7. The first question for our consideration/decision is whether the order passed by the District Magistrate, Aurangabad on 21-2-1997 rejecting the Domicile Certificate in favour of the petitioner No. 1 is erroneous. To decide the first issue, it is necessary to consider the provisions as set out in Resolution No. 1586/34 dated 27th September, 1950 of the Government of Bombay and Part III of the said Resolution is relevant for the present purpose. Clauses 4, 5 and 6 of the said Resolution (Part 111) are reproduced hereinbelow :--

"4. When the domicile claimed is of recent origin the claim should be scrutinised with special care. The fact that the applicant owns a residence in the State of Bombay is not by any means a conclusive proof that he is domiciled therein. It should be considered along with other circumstances of his case.

5. The fact that a candidate was born and educated in the State of Bombay and that he and his parents through whom he claims his domicile have resided in the said State for a period of not less than 10 years immediately preceding the date of application (necessary breaks being allowed) strongly support a claim to a domicile in the State of Bombay but other relevant circumstances including the fact whether the candidate''s mother tongue is one of the regional languages or dialects of the State of Bombay must also be taken into account.

6. Residence in the State of (Bombay) Maharashtra for any number of years for a temporary purpose such as service, trade, profession etc. shall not by itself be regarded as establishing a claim of domicile."

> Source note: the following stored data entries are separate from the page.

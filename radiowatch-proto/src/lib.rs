// Copyright 2024-Present Datadog, Inc. https://www.datadoghq.com/
// SPDX-License-Identifier: Apache-2.0

//! Capture-helper wire protocol.
//!
//! Two generations share one length-prefixed outer frame (`u32 BE length ||
//! body`):
//!
//! * **v3**: a fixed binary header (`u16 command`, `u16 code`, `u32 seqno`)
//!   followed by a MessagePack body whose maps are keyed by small integers.
//! * **v2** (legacy fallback): a protobuf `Command { command, content }`
//!   envelope, hand-coded; the message set is small and stable enough that
//!   generated code buys nothing.
//!
//! The first body byte discriminates: v3 command ids stay below 256 so a v3
//! body always opens with `0x00`, while a v2 envelope always opens with the
//! protobuf tag for field 1 (`0x0A`).

#![cfg_attr(not(test), deny(clippy::panic))]
#![cfg_attr(not(test), deny(clippy::unwrap_used))]
#![cfg_attr(not(test), deny(clippy::expect_used))]

pub mod blocks;
pub mod frame;
pub mod v2;
pub mod v3;

/// Errors shared by both codec generations.
#[derive(Debug, thiserror::Error, PartialEq)]
pub enum DecodeError {
    #[error("frame too large: {0} bytes")]
    FrameTooLarge(usize),
    #[error("truncated frame")]
    Truncated,
    #[error("unknown protocol discriminator {0:#04x}")]
    UnknownProtocol(u8),
    #[error("unknown command {0}")]
    UnknownCommand(u16),
    #[error("invalid msgpack: {0}")]
    InvalidMsgpack(String),
    #[error("missing field {field} in {context}")]
    MissingField {
        context: &'static str,
        field: u32,
    },
    #[error("field {field} in {context} has the wrong type")]
    WrongType {
        context: &'static str,
        field: u32,
    },
    #[error("invalid protobuf: {0}")]
    InvalidProtobuf(&'static str),
    #[error("invalid utf8 in {0}")]
    InvalidUtf8(&'static str),
}
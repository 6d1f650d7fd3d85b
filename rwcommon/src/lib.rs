// Copyright 2024-Present Datadog, Inc. https://www.datadoghq.com/
// SPDX-License-Identifier: Apache-2.0
#![cfg_attr(not(test), deny(clippy::panic))]
#![cfg_attr(not(test), deny(clippy::unwrap_used))]
#![cfg_attr(not(test), deny(clippy::expect_used))]
#![cfg_attr(not(test), deny(clippy::todo))]
#![cfg_attr(not(test), deny(clippy::unimplemented))]

use std::sync::{Mutex, MutexGuard};
use std::time::{SystemTime, UNIX_EPOCH};

pub mod config;
pub mod devicekey;
pub mod macaddr;
pub mod timer;

pub use devicekey::{adler32, DeviceKey};
pub use macaddr::MacAddr;

/// Extension trait for `Mutex` to provide a method that acquires a lock,
/// panicking if the lock is poisoned.
///
/// Avoids scattering `#[allow(clippy::unwrap_used)]` across every mutex user.
pub trait MutexExt<T> {
    fn lock_or_panic(&self) -> MutexGuard<'_, T>;
}

impl<T> MutexExt<T> for Mutex<T> {
    #[inline(always)]
    #[track_caller]
    fn lock_or_panic(&self) -> MutexGuard<'_, T> {
        #[allow(clippy::unwrap_used)]
        self.lock().unwrap()
    }
}

/// Wall clock seconds since the unix epoch.
pub fn unix_secs() -> u64 {
    SystemTime::now()
        .duration_since(UNIX_EPOCH)
        .unwrap_or_default()
        .as_secs()
}

/// Wall clock as (seconds, microseconds) since the unix epoch.
pub fn unix_timeval() -> (u64, u32) {
    let d = SystemTime::now()
        .duration_since(UNIX_EPOCH)
        .unwrap_or_default();
    (d.as_secs(), d.subsec_micros())
}
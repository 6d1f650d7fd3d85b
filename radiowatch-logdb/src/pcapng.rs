// Copyright 2024-Present Datadog, Inc. https://www.datadoghq.com/
// SPDX-License-Identifier: Apache-2.0

//! pcapng streaming out of the packets table.
//!
//! A parameterized SELECT filters the rows; the stream opens with a Section
//! Header Block, one Interface Description Block per distinct source UUID
//! seen by the query plus a placeholder interface 0 for rows whose source
//! is unknown, then one Enhanced Packet Block per row in timestamp order.
//!
//! Block layout is the standard `u32 type || u32 total_len || body ||
//! u32 total_len`, 32-bit aligned, native endian writer (the pcapng magic
//! tells readers which).

use std::collections::HashMap;
use std::io::Write;

use rusqlite::types::Value as SqlValue;
use rusqlite::Connection;

use crate::LogError;

const SHB_TYPE: u32 = 0x0A0D_0D0A;
const IDB_TYPE: u32 = 0x0000_0001;
const EPB_TYPE: u32 = 0x0000_0006;
const BYTE_ORDER_MAGIC: u32 = 0x1A2B_3C4D;
const OPT_ENDOFOPT: u16 = 0;
const OPT_IF_NAME: u16 = 2;

/// Filters for the packet SELECT.  Every field is optional; unset fields
/// do not constrain the query.
#[derive(Debug, Clone, Default)]
pub struct PcapQuery {
    pub start_time: Option<u64>,
    pub end_time: Option<u64>,
    pub datasource: Option<String>,
    pub devkey_like: Option<String>,
    pub dlt: Option<u32>,
    pub min_frequency: Option<f64>,
    pub max_frequency: Option<f64>,
    pub min_signal: Option<i64>,
    pub max_signal: Option<i64>,
    pub source_like: Option<String>,
    pub dest_like: Option<String>,
    pub trans_like: Option<String>,
    pub min_lat: Option<f64>,
    pub max_lat: Option<f64>,
    pub min_lon: Option<f64>,
    pub max_lon: Option<f64>,
    pub min_size: Option<usize>,
    pub max_size: Option<usize>,
    pub tag_like: Option<String>,
    pub limit: Option<usize>,
}
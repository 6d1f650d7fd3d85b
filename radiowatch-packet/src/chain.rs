// Copyright 2024-Present Datadog, Inc. https://www.datadoghq.com/
// SPDX-License-Identifier: Apache-2.0

//! The packet chain: a pool of worker threads running ordered stage lists
//! over every captured packet.
//!
//! Stage handlers register into a *pending* copy of their stage list; each
//! worker promotes pending lists at the top of its loop, so a handler added
//! mid-stream never runs against a packet already in flight.  The packet's
//! own mutex is held for the whole stage walk; per-key ordering comes from
//! routing equal assignment ids to the same worker.
//!
//! Deduplication hashes the link frame into a 1024-slot ring.  A hit marks
//! the packet duplicate, adopts the original's packet number and shareable
//! components, and folds this capture's signal into the per-source
//! aggregate.

use std::collections::HashMap;
use std::panic::{catch_unwind, AssertUnwindSafe};
use std::sync::atomic::{AtomicBool, AtomicU64, Ordering};
use std::sync::{Arc, Mutex, RwLock};
use std::thread::JoinHandle;

use crc::{Crc, CRC_32_ISO_HDLC};
use crossbeam::channel::{unbounded, Receiver, Sender};
use rand::Rng;
use rwcommon::{unix_secs, MutexExt};
use tracing::{debug, error, warn};

use radiowatch_model::rrd::{
    DefaultAggregator, ExtremeAggregator, PrevPosExtremeAggregator, Rrd,
};
use radiowatch_model::{ElementError, ElementRef, EntryTracker};

use crate::packet::{ComponentId, Packet, PacketRef, SignalAggregate, SignalInfo};

const CRC32: Crc<u32> = Crc::<u32>::new(&CRC_32_ISO_HDLC);
const DEDUP_SLOTS: usize = 1024;
const OVERLOAD_WARN_INTERVAL: u64 = 30;

/// Stage order is processing order.
#[derive(Debug, Clone, Copy, PartialEq, Eq)]
pub enum ChainStage {
    Postcap,
    LlcDissect,
    Decrypt,
    DataDissect,
    Classifier,
    Tracker,
    Logging,
}
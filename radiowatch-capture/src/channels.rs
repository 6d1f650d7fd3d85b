// Copyright 2024-Present Datadog, Inc. https://www.datadoghq.com/
// SPDX-License-Identifier: Apache-2.0

//! Channel list reconciliation between what a source supports and what its
//! definition asks for.

use rwcommon::config::SourceDefinition;

/// Result of merging the helper-reported channels with the definition
/// options.
#[derive(Debug, Clone, Default, PartialEq)]
pub struct ChannelPlan {
    /// Everything the source is considered to support.
    pub source_channels: Vec<String>,
    /// What the hop loop will actually walk; empty disables hopping.
    pub hop_channels: Vec<String>,
}

fn contains_ci(list: &[String], chan: &str) -> bool {
    list.iter().any(|c| c.eq_ignore_ascii_case(chan))
}

/// Merge rules, in order:
/// * `channel=` adds a single locked channel to the supported list;
/// * `channels=` replaces the hop list entirely (block list ignored);
/// * otherwise the hop list is the supported list minus `block_channels=`,
///   with `add_channels=` appended unfiltered.
pub fn merge_channels(reported: &[String], definition: &SourceDefinition) -> ChannelPlan {
    let mut source_channels: Vec<String> = reported.to_vec();
    let mut hop_channels: Vec<String> = Vec::new();

    if let Some(chan) = definition.opt("channel") {
        if !chan.is_empty() && !contains_ci(&source_channels, chan) {
            source_channels.push(chan.to_string());
        }
    }

    let override_vec = definition.opt_list("channels");
    let add_vec = definition.opt_list("add_channels");
    let block_vec = definition.opt_list("block_channels");

    if !override_vec.is_empty() {
        for chan in override_vec {
            if !contains_ci(&source_channels, &chan) {
                source_channels.push(chan.clone());
            }
            hop_channels.push(chan);
        }
    } else if !add_vec.is_empty() {
        for chan in &source_channels {
            if !block_vec.iter().any(|b| b.eq_ignore_ascii_case(chan)) {
                hop_channels.push(chan.clone());
            }
        }
        for chan in add_vec {
            if !contains_ci(&source_channels, &chan) {
                hop_channels.push(chan.clone());
                source_channels.push(chan);
            }
        }
    } else {
        for chan in &source_channels {
            if !block_vec.iter().any(|b| b.eq_ignore_ascii_case(chan)) {
                hop_channels.push(chan.clone());
            }
        }
    }

    ChannelPlan {
        source_channels,
        hop_channels,
    }
}

#[cfg(test)]
mod tests {
    use super::*;

    fn def(s: &str) -> SourceDefinition {
        s.parse().unwrap()
    }

    fn chans(v: &[&str]) -> Vec<String> {
        v.iter().map(|s| s.to_string()).collect()
    }

    #[test]
    fn test_plain_copy() {
        let plan = merge_channels(&chans(&["1", "6", "11"]), &def("wlan0"));
        assert_eq!(plan.source_channels, chans(&["1", "6", "11"]));
        assert_eq!(plan.hop_channels, chans(&["1", "6", "11"]));
    }

    #[test]
    fn test_add_and_block() {
        let plan = merge_channels(
            &chans(&["1", "6", "11"]),
            &def("wlan0:add_channels=\"36,40\",block_channels=6"),
        );
        assert_eq!(plan.source_channels, chans(&["1", "6", "11", "36", "40"]));
        assert_eq!(plan.hop_channels, chans(&["1", "11", "36", "40"]));
    }

    #[test]
    fn test_channels_overrides_and_ignores_blocks() {
        let plan = merge_channels(
            &chans(&["1", "6", "11"]),
            &def("wlan0:channels=\"6,36\",block_channels=6"),
        );
        assert_eq!(plan.hop_channels, chans(&["6", "36"]));
        assert_eq!(plan.source_channels, chans(&["1", "6", "11", "36"]));
    }

    #[test]
    fn test_single_channel_added_to_supported() {
        let plan = merge_channels(&chans(&["1", "6"]), &def("wlan0:channel=36"));
        assert!(plan.source_channels.contains(&"36".to_string()));
        assert_eq!(plan.hop_channels, chans(&["1", "6", "36"]));
    }

    #[test]
    fn test_blocking_everything_disables_hopping() {
        let plan = merge_channels(
            &chans(&["1", "6"]),
            &def("wlan0:block_channels=\"1,6\""),
        );
        assert!(plan.hop_channels.is_empty());
        assert_eq!(plan.source_channels, chans(&["1", "6"]));
    }

    #[test]
    fn test_case_insensitive_matching() {
        let plan = merge_channels(
            &chans(&["36HT40-", "40"]),
            &def("wlan0:block_channels=36ht40-"),
        );
        assert_eq!(plan.hop_channels, chans(&["40"]));
    }
}
// Copyright 2024-Present Datadog, Inc. https://www.datadoghq.com/
// SPDX-License-Identifier: Apache-2.0

//! Server assembly: constructs every subsystem once at startup and wires
//! them together.  No globals; everything flows through the [`Context`].
//!
//! The context owns the tokio reactor used by the capture sessions, the
//! timer service, the packet worker pool, and the registries; components
//! hold `Arc`s to their collaborators and nothing else.

#![cfg_attr(not(test), deny(clippy::panic))]
#![cfg_attr(not(test), deny(clippy::unwrap_used))]
#![cfg_attr(not(test), deny(clippy::expect_used))]

pub mod devices;

use std::path::Path;
use std::sync::{Arc, Mutex};
use std::time::Duration;

use anyhow::Result;
use rwcommon::config::Config;
use rwcommon::timer::TimerService;
use rwcommon::{unix_timeval, MutexExt};
use tracing::{error, info, warn};

use radiowatch_alerts::{AlertInfo, AlertTracker, Severity};
use radiowatch_capture::DatasourceTracker;
use radiowatch_eventbus::{channels, EventBus, MessageEvent};
use radiowatch_logdb::{DatabaseLog, DatasourceRow, DeviceRow, PacketRow};
use radiowatch_model::serialize::register_default_serializers;
use radiowatch_model::EntryTracker;
use radiowatch_packet::filters::{ClassFilterMacAddr, NewPhyEvent, PacketFilterMacAddr};
use radiowatch_packet::packet::{CommonInfo, DatasourceInfo, GpsInfo, LinkFrame, SignalInfo};
use radiowatch_packet::{ChainStage, PacketChain, PacketChainConfig};
use radiowatch_sysmon::SystemMonitor;

pub use devices::{DeviceRecord, DeviceTracker, Dot11Device, SsidRecord};

const DEVICE_LOG_INTERVAL: Duration = Duration::from_secs(60);

/// All core subsystems, constructed in dependency order.
pub struct Context {
    pub config: Config,
    pub registry: Arc<EntryTracker>,
    pub bus: Arc<EventBus>,
    pub timers: Arc<TimerService>,
    pub chain: PacketChain,
    pub device_filter: Arc<ClassFilterMacAddr>,
    pub packet_filter: Arc<PacketFilterMacAddr>,
    pub alerts: Arc<AlertTracker>,
    pub devices: Arc<DeviceTracker>,
    pub datasources: Arc<DatasourceTracker>,
    pub sysmon: Arc<SystemMonitor>,
    log: Mutex<Option<Arc<DatabaseLog>>>,
    runtime: tokio::runtime::Runtime,
}

impl Context {
    /// Build and wire the core.  The packet workers and timers are running
    /// when this returns; no capture sources are open yet.
    pub fn build(config: Config) -> Result<Arc<Self>> {
        let registry = Arc::new(EntryTracker::new());
        register_default_serializers(&registry);

        let bus = EventBus::new();
        let timers = TimerService::new();

        let chain = PacketChain::new(&PacketChainConfig {
            packet_threads: config.packet_threads,
            backlog_limit: config.packet_backlog_limit,
            warning_threshold: config.packet_log_warning,
        });
        chain.start();
        let core = chain.core_components();

        let device_filter = ClassFilterMacAddr::new("device", "device MAC filter");
        let packet_filter = PacketFilterMacAddr::new("packet", "packet MAC filter");
        {
            let df = device_filter.clone();
            let pf = packet_filter.clone();
            bus.register_listener(&[channels::NEW_PHY], move |evt| {
                if let Some(phy) = evt.payload::<NewPhyEvent>() {
                    df.update_phy_map(phy);
                    pf.update_phy_map(phy);
                }
            });
        }
        device_filter.set_default_block(config.log_device_filter_default);
        packet_filter.set_default_block(config.log_packet_filter_default);

        let alerts = AlertTracker::new(
            bus.clone(),
            config.alert_backlog,
            core.alert,
            core.gps,
            &config.parsed_alert_definitions()?,
        );

        {
            let alerts = alerts.clone();
            chain.set_overload_callback(move |kind, message| {
                let severity = if kind == "PACKETLOST" {
                    Severity::High
                } else {
                    Severity::Medium
                };
                if let Err(e) = alerts.raise_one_shot(kind, "SYSTEM", severity, message) {
                    error!("failed to raise {kind}: {e}");
                }
            });
        }

        let devices = DeviceTracker::new(
            registry.clone(),
            bus.clone(),
            config.server_uuid,
            core,
            device_filter.clone(),
        );
        devices.attach(&chain);

        let runtime = tokio::runtime::Builder::new_multi_thread()
            .worker_threads(2)
            .thread_name("rw-io")
            .enable_all()
            .build()?;

        let datasources = DatasourceTracker::new(bus.clone(), chain.clone(), runtime.handle().clone());

        let sysmon = SystemMonitor::new(bus.clone(), &config);
        sysmon.start(&timers, registry.clone());

        info!(
            workers = chain.worker_count(),
            server = %config.server_name,
            "core assembled"
        );

        Ok(Arc::new(Context {
            config,
            registry,
            bus,
            timers,
            chain,
            device_filter,
            packet_filter,
            alerts,
            devices,
            datasources,
            sysmon,
            log: Mutex::new(None),
            runtime,
        }))
    }

    pub fn runtime(&self) -> tokio::runtime::Handle {
        self.runtime.handle().clone()
    }

    pub fn log(&self) -> Option<Arc<DatabaseLog>> {
        self.log.lock_or_panic().clone()
    }

    /// Open the run log and wire the logging paths: the logging chain
    /// stage, alert and message listeners, the device snapshot timer, and
    /// the one-shot SYSTEM snapshot triggered by the log-open event.
    pub fn open_log(self: &Arc<Self>, path: &Path) -> Result<Arc<DatabaseLog>> {
        let log = DatabaseLog::open(
            path,
            &self.config,
            &self.timers,
            self.bus.clone(),
            self.device_filter.clone(),
            self.packet_filter.clone(),
        )?;

        *self.log.lock_or_panic() = Some(log.clone());

        self.attach_packet_logging(&log);
        self.attach_event_logging(&log);

        // The open event is on the bus; the one-shot SYSTEM snapshot goes
        // in as soon as the log is wired.
        self.write_system_snapshot();

        {
            let ctx = self.clone();
            self.timers.register_repeating(DEVICE_LOG_INTERVAL, move || {
                ctx.log_devices();
            });
        }

        Ok(log)
    }

    /// Logging stage handler: flatten the packet into a row and hand it to
    /// the database, which applies the filters and duplicate policy.
    fn attach_packet_logging(self: &Arc<Self>, log: &Arc<DatabaseLog>) {
        let core = self.chain.core_components();
        let log = log.clone();
        let devices = self.devices.clone();

        self.chain
            .register_handler(ChainStage::Logging, 100, move |pkt| {
                if pkt.filtered {
                    return;
                }

                let common = pkt.fetch::<CommonInfo>(core.common);
                let frame = pkt.fetch::<LinkFrame>(core.linkframe);
                let signal = pkt.fetch::<SignalInfo>(core.radiodata);
                let gps = pkt.fetch::<GpsInfo>(core.gps);
                let datasrc = pkt.fetch::<DatasourceInfo>(core.datasrc);

                let mut row = PacketRow {
                    ts_sec: pkt.ts_sec,
                    ts_usec: pkt.ts_usec,
                    packet_len: frame.as_ref().map(|f| f.data.len()).unwrap_or(0),
                    packet_full_len: pkt.original_len,
                    dlt: frame.as_ref().map(|f| f.dlt).unwrap_or(0),
                    packet: frame.map(|f| f.data.clone()).unwrap_or_default(),
                    error: pkt.error,
                    hash: pkt.hash,
                    packetid: pkt.packet_no,
                    tags: pkt
                        .tags
                        .iter()
                        .map(|(k, v)| format!("{k}={v}"))
                        .collect::<Vec<_>>()
                        .join(","),
                    ..Default::default()
                };

                if let Some(common) = &common {
                    row.phyname = devices
                        .phy_name(common.phy_id)
                        .unwrap_or_default();
                    row.sourcemac = common.source.to_string();
                    row.destmac = common.dest.to_string();
                    row.transmac = common.transmitter.to_string();
                    row.frequency = common.freq_khz as f64;
                    if !common.device_key.is_zero() {
                        row.devkey = common.device_key.to_string();
                    }
                }
                if let Some(signal) = &signal {
                    row.signal = signal.signal_dbm;
                    row.datarate = signal.datarate;
                }
                if let Some(gps) = &gps {
                    row.lat = gps.location.triplet.lat;
                    row.lon = gps.location.triplet.lon;
                    row.alt = gps.location.triplet.alt;
                    row.speed = gps.location.speed;
                    row.heading = gps.location.heading;
                }
                if let Some(datasrc) = &datasrc {
                    row.datasource = datasrc.uuid.to_string();
                }

                match log.log_packet(&row, pkt.duplicate, common.as_deref()) {
                    Ok(_) | Err(radiowatch_logdb::LogError::Closed) => {}
                    Err(e) => {
                        // A real storage failure retires the log; capture
                        // keeps running.
                        error!("packet log write failed: {e}");
                        log.fail();
                    }
                }
            });
    }

    /// Mirror alerts and messages from the bus into the log.
    fn attach_event_logging(self: &Arc<Self>, log: &Arc<DatabaseLog>) {
        {
            let log = log.clone();
            let registry = self.registry.clone();
            let devices = self.devices.clone();
            self.bus.register_listener(&[channels::NEW_ALERT], move |evt| {
                let Some(alert) = evt.payload::<Arc<AlertInfo>>() else {
                    return;
                };
                let json = match alert.to_element(&registry) {
                    Ok(elem) => {
                        let mut buf = Vec::new();
                        if registry.serialize("json", &mut buf, &elem, None).is_ok() {
                            buf
                        } else {
                            Vec::new()
                        }
                    }
                    Err(_) => Vec::new(),
                };
                let phyname = devices.phy_name(alert.phy).unwrap_or_default();
                if let Err(e) = log.log_alert(alert, &phyname, &json) {
                    error!("alert log write failed: {e}");
                }
            });
        }

        {
            let log = log.clone();
            self.bus.register_listener(&[channels::MESSAGE], move |evt| {
                let Some(msg) = evt.payload::<MessageEvent>() else {
                    return;
                };
                if let Err(e) =
                    log.log_message(msg.ts_sec, 0.0, 0.0, &msg.msg_type, &msg.text)
                {
                    error!("message log write failed: {e}");
                }
            });
        }
    }

    /// One-shot SYSTEM snapshot, written when a log opens.
    fn write_system_snapshot(&self) {
        let Some(log) = self.log() else {
            return;
        };
        self.sysmon.sample();
        let snapshot = match self.sysmon.status_element(&self.registry) {
            Ok(elem) => {
                let mut buf = Vec::new();
                match self.registry.serialize("json", &mut buf, &elem, None) {
                    Ok(()) => buf,
                    Err(e) => {
                        error!("system snapshot serialize failed: {e}");
                        return;
                    }
                }
            }
            Err(e) => {
                error!("system snapshot failed: {e}");
                return;
            }
        };

        let (sec, usec) = unix_timeval();
        if let Err(e) = log.log_snapshot(sec, usec, 0.0, 0.0, "SYSTEM", &snapshot) {
            error!("system snapshot write failed: {e}");
        }
    }

    /// Write every tracked device into the log.
    pub fn log_devices(&self) {
        let Some(log) = self.log() else {
            return;
        };

        for record in self.devices.devices() {
            let guard = record.lock_or_panic();

            let json = match guard.to_element(&self.registry) {
                Ok(elem) => {
                    let mut buf = Vec::new();
                    if self
                        .registry
                        .serialize("json", &mut buf, &elem, None)
                        .is_ok()
                    {
                        buf
                    } else {
                        Vec::new()
                    }
                }
                Err(_) => Vec::new(),
            };

            let (min, max, avg) = (
                guard.location.min_loc.unwrap_or_default(),
                guard.location.max_loc.unwrap_or_default(),
                guard.location.avg_loc.unwrap_or_default(),
            );

            let row = DeviceRow {
                first_time: guard.first_time,
                last_time: guard.last_time,
                devkey: guard.key.to_string(),
                phyname: guard.phy_name.clone(),
                devmac: guard.macaddr.to_string(),
                strongest_signal: guard.best_signal_dbm,
                min_lat: min.lat,
                min_lon: min.lon,
                max_lat: max.lat,
                max_lon: max.lon,
                avg_lat: avg.lat,
                avg_lon: avg.lon,
                bytes_data: guard.bytes_data,
                type_string: guard.phy_name.clone(),
                device_json: json,
            };
            drop(guard);

            if let Err(e) = log.log_device(&row) {
                error!("device log write failed: {e}");
            }
        }
    }

    /// Write datasource rows for every known source.
    pub fn log_datasources(&self) {
        let Some(log) = self.log() else {
            return;
        };
        for source in self.datasources.sources() {
            let row = DatasourceRow {
                uuid: source.uuid().to_string(),
                typestring: source.source_type().to_string(),
                definition: source.definition().raw.clone(),
                name: source.name().to_string(),
                interface: source.definition().interface.clone(),
                json: Vec::new(),
            };
            if let Err(e) = log.log_datasource(&row) {
                error!("datasource log write failed: {e}");
            }
        }
    }

    /// Orderly shutdown: sources first so no new packets arrive, then the
    /// chain drains, then storage and plumbing.
    pub fn shutdown(&self) {
        self.datasources.close_all();
        self.chain.shutdown();
        if let Some(log) = self.log.lock_or_panic().take() {
            log.close(&self.timers);
        }
        self.sysmon.stop(&self.timers);
        self.timers.shutdown();
        self.bus.shutdown();
        warn!("core shut down");
    }
}
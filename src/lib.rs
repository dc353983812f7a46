//! Server-side core of the dinhgia property-valuation web app.
//!
//! The front-end talks to three concerns that live here: a thin proxy over
//! the Guland map-service detail-layer endpoint, the AI market-search
//! orchestration (proxy server primary, Perplexity fallback), and the radar
//! scoring that feeds the result panel's chart.

pub mod config;
pub mod error;
pub mod logger;
pub mod mapservice;
pub mod scoring;
pub mod search;
pub mod server;

pub use error::AppError;
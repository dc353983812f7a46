//! Tests for the prompt and report template files under config/prompts

use std::fs;

#[test]
fn test_search_system_prompt_file_exists() {
    let path = "config/prompts/market_search_system.txt";
    assert!(
        fs::metadata(path).is_ok(),
        "market_search_system.txt prompt file missing"
    );
}

#[test]
fn test_report_template_file_exists() {
    let path = "config/prompts/market_report.md";
    assert!(
        fs::metadata(path).is_ok(),
        "market_report.md template file missing"
    );
}

#[test]
fn test_search_system_prompt_demands_json() {
    let text = fs::read_to_string("config/prompts/market_search_system.txt").unwrap();
    assert!(
        text.contains("JSON"),
        "system prompt should instruct the model to answer in JSON"
    );
    assert!(
        text.contains("giá trung bình"),
        "system prompt should name the average-price field"
    );
}

#[test]
fn test_report_template_vars() {
    let text = fs::read_to_string("config/prompts/market_report.md").unwrap();
    for var in [
        "{{provider_info}}",
        "{{location}}",
        "{{content}}",
        "{{price_info}}",
        "{{trend_info}}",
        "{{year}}",
    ] {
        assert!(text.contains(var), "market_report.md should contain {var} variable");
    }
}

8. In the impugned order dated 21-2-1997, the District Magistrate, Aurangabad has observed that the petitioner No. 1 was born at Bakloh Dist. Chamba in the State of Himachal Pradesh and he, therefore, acquired the domicile of the State of Himachal Pradesh. The petitioner No. 1 did not submit a declaration renouncing the domicile of former i.e. State of Himachal Pradesh to the Secretary of Home Department and simply submitted a letter addressed to the Cantonment Executive officer, Bakloh Dist. Chamba dated 15-10-1996 which ultimately implied that the petitioner No. 1 had renounced his former domicile. The petitioners stay in the State of Maharashtra is limited for the purpose of service i.e. only five years from 1991 to 1996 and the petitioner No. 1 did not produce any documentary evidence to show that he had stayed in the State of Maharashtra for ten years or more than ten years. The mere acquisition of plot or construction of a house at Aurangabad is not a conclusive proof of the petitioner''s domicile in Maharashtra and because the petitioner''s stay in Maharashtra is only of temporary nature, his claim regarding his intention to settle down permanently in Maharashtra cannot be relied upon. The learned District Magistrate held that the petitioner No. 1 did not satisfy the conditions set out in clauses 4, 5 and 6 of the Government Resolution as reproduced hereinabove and the application dated 27-6-1996 made by the petitioner No. 1 was rejected. Accordingly, it is held that the petitioner No. 1 is not a domicile in the State of Maharashtra and, therefore, the first condition of Rule 5.2.1.2. is not satisfied for admission of the petitioner No. 2.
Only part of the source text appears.